The first line of the entries below, the line containing "use warmline_core::active_hours::local_date;", and every line between them should be repeated exactly, and nothing else.

### Data to examine ###

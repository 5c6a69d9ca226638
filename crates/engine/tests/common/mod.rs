//! Shared fixtures for engine integration tests.

#![allow(dead_code)]

use std::sync::Arc;
use std::time::Duration;

use chrono::{NaiveDate, Timelike, Utc};
use sqlx::PgPool;
use warmline_core::active_hours::local_date;
use warmline_db::models::instance::CreateSendingInstance;
use warmline_db::models::warming_contact::CreateWarmingContact;
use warmline_db::models::warming_content::CreateWarmingContent;
use warmline_engine::{Engine, EngineConfig};
use warmline_events::EventBus;
use warmline_gateway::mock::MockGateway;
use warmline_gateway::MessageGateway;

/// A UTC offset that puts the local wall clock at `target_hour` right now,
/// so active-hours behaviour is deterministic regardless of when the test
/// runs.
pub fn offset_with_local_hour(target_hour: u32) -> i32 {
    let utc_hour = Utc::now().hour() as i32;
    let mut offset = target_hour as i32 - utc_hour;
    if offset > 14 {
        offset -= 24;
    }
    if offset < -12 {
        offset += 24;
    }
    offset
}

/// The engine's notion of "today" for a given offset.
pub fn local_today(offset_hours: i32) -> NaiveDate {
    local_date(Utc::now(), offset_hours)
}

/// Build a seeded engine over the mock gateway with the local clock pinned
/// to `local_hour`.
pub fn build_engine(pool: &PgPool, gateway: Arc<MockGateway>, local_hour: u32) -> Engine {
    Engine::new(
        pool.clone(),
        gateway as Arc<dyn MessageGateway>,
        Arc::new(EventBus::default()),
        EngineConfig {
            utc_offset_hours: offset_with_local_hour(local_hour),
            dispatch_concurrency: 4,
            gateway_timeout: Duration::from_secs(5),
            rng_seed: Some(42),
        },
    )
}

pub async fn new_instance(pool: &PgPool, operator_id: i64, label: &str) -> i64 {
    warmline_db::repositories::InstanceRepo::create(
        pool,
        &CreateSendingInstance {
            operator_id,
            label: label.to_string(),
        },
    )
    .await
    .unwrap()
    .id
}

pub async fn new_contact(pool: &PgPool, operator_id: i64, phone: &str) {
    warmline_db::repositories::WarmingContactRepo::create(
        pool,
        &CreateWarmingContact {
            operator_id,
            phone: phone.to_string(),
            display_name: None,
        },
    )
    .await
    .unwrap();
}

pub async fn new_global_text(pool: &PgPool, body: &str) {
    warmline_db::repositories::WarmingContentRepo::create(
        pool,
        &CreateWarmingContent {
            operator_id: None,
            content_type: "text".to_string(),
            body: Some(body.to_string()),
            media_url: None,
        },
    )
    .await
    .unwrap();
}

pub async fn new_global_image(pool: &PgPool, media_url: &str) {
    warmline_db::repositories::WarmingContentRepo::create(
        pool,
        &CreateWarmingContent {
            operator_id: None,
            content_type: "image".to_string(),
            body: None,
            media_url: Some(media_url.to_string()),
        },
    )
    .await
    .unwrap();
}
//! Warmline event bus infrastructure.
//!
//! - [`EventBus`] — in-process publish/subscribe hub backed by
//!   `tokio::sync::broadcast`.
//! - [`PlatformEvent`] — the canonical domain event envelope.
//! - [`EventPersistence`] — background service that durably writes every
//!   event to the `events` table.
//!
//! The progress API polls the database directly; the bus exists so that any
//! future push transport (WebSocket, webhook) can subscribe without the
//! engine knowing about it.

pub mod bus;
pub mod persistence;

pub use bus::{EventBus, PlatformEvent};
pub use persistence::EventPersistence;
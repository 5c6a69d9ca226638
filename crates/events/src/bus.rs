//! In-process event bus backed by a `tokio::sync::broadcast` channel.
//!
//! [`EventBus`] is the central publish/subscribe hub for [`PlatformEvent`]s.
//! It is designed to be shared via `Arc<EventBus>` across the application.

use chrono::{DateTime, Utc};
use serde::{Deserialize, Serialize};
use tokio::sync::broadcast;
use warmline_core::types::DbId;

// ---------------------------------------------------------------------------
// PlatformEvent
// ---------------------------------------------------------------------------

/// A domain event that occurred on the platform.
///
/// Constructed via [`PlatformEvent::new`] and enriched with the builder
/// methods [`with_source`](PlatformEvent::with_source) and
/// [`with_payload`](PlatformEvent::with_payload).
#[derive(Debug, Clone, Serialize, Deserialize)]
pub struct PlatformEvent {
    /// Dot-separated event name, e.g. `"warming.activity.recorded"`.
    pub event_type: String,

    /// Optional source entity kind (e.g. `"schedule"`, `"campaign"`).
    pub source_entity_type: Option<String>,

    /// Optional source entity database id.
    pub source_entity_id: Option<DbId>,

    /// Free-form JSON payload carrying event-specific data.
    pub payload: serde_json::Value,

    /// When the event was created (UTC).
    pub timestamp: DateTime<Utc>,
}

impl PlatformEvent {
    /// Create a new event with only the required `event_type`.
    pub fn new(event_type: impl Into<String>) -> Self {
        Self {
            event_type: event_type.into(),
            source_entity_type: None,
            source_entity_id: None,
            payload: serde_json::Value::Object(Default::default()),
            timestamp: Utc::now(),
        }
    }

    /// Attach a source entity to the event.
    pub fn with_source(mut self, entity_type: impl Into<String>, entity_id: DbId) -> Self {
        self.source_entity_type = Some(entity_type.into());
        self.source_entity_id = Some(entity_id);
        self
    }

    /// Set the JSON payload for the event.
    pub fn with_payload(mut self, payload: serde_json::Value) -> Self {
        self.payload = payload;
        self
    }
}

// ---------------------------------------------------------------------------
// EventBus
// ---------------------------------------------------------------------------

/// Default buffer capacity for the broadcast channel.
const DEFAULT_CAPACITY: usize = 1024;

/// In-process fan-out event bus.
///
/// Wraps a [`broadcast::Sender`] so that any number of subscribers can
/// independently receive every published [`PlatformEvent`].
pub struct EventBus {
    sender: broadcast::Sender<PlatformEvent>,
}

impl EventBus {
    /// Create a bus with a specific channel capacity.
    ///
    /// When the buffer is full, the oldest un-consumed messages are dropped
    /// and slow receivers will observe a `RecvError::Lagged`.
    pub fn new(capacity: usize) -> Self {
        let (sender, _) = broadcast::channel(capacity);
        Self { sender }
    }

    /// Publish an event to all current subscribers.
    ///
    /// If there are no active subscribers the event is silently dropped.
    /// The persistence layer (when subscribed) ensures database capture.
    pub fn publish(&self, event: PlatformEvent) {
        // Ignore the SendError — it only means there are zero receivers.
        let _ = self.sender.send(event);
    }

    /// Subscribe to all events published on this bus.
    pub fn subscribe(&self) -> broadcast::Receiver<PlatformEvent> {
        self.sender.subscribe()
    }
}

impl Default for EventBus {
    fn default() -> Self {
        Self::new(DEFAULT_CAPACITY)
    }
}

// ---------------------------------------------------------------------------
// Tests
// ---------------------------------------------------------------------------

#[cfg(test)]
mod tests {
    use super::*;

    #[tokio::test]
    async fn subscriber_receives_published_event() {
        let bus = EventBus::default();
        let mut rx = bus.subscribe();

        bus.publish(
            PlatformEvent::new("campaign.started")
                .with_source("campaign", 7)
                .with_payload(serde_json::json!({ "total_contacts": 3 })),
        );

        let event = rx.recv().await.unwrap();
        assert_eq!(event.event_type, "campaign.started");
        assert_eq!(event.source_entity_type.as_deref(), Some("campaign"));
        assert_eq!(event.source_entity_id, Some(7));
        assert_eq!(event.payload["total_contacts"], 3);
    }

    #[tokio::test]
    async fn publish_without_subscribers_is_silent() {
        let bus = EventBus::default();
        // Must not panic or error.
        bus.publish(PlatformEvent::new("warming.activity.recorded"));
    }

    #[tokio::test]
    async fn multiple_subscribers_each_get_every_event() {
        let bus = EventBus::default();
        let mut a = bus.subscribe();
        let mut b = bus.subscribe();

        bus.publish(PlatformEvent::new("warming.level.changed"));

        assert_eq!(a.recv().await.unwrap().event_type, "warming.level.changed");
        assert_eq!(b.recv().await.unwrap().event_type, "warming.level.changed");
    }
}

###

> **Task response**
repository 5c6a69d9ca226638
filename crates/engine/tests/common/mod.rs
//! Shared fixtures for engine integration tests.

#![allow(dead_code)]

use std::sync::Arc;
use std::time::Duration;

use chrono::{NaiveDate, Timelike, Utc};
use sqlx::PgPool;
use warmline_core::active_hours::local_date;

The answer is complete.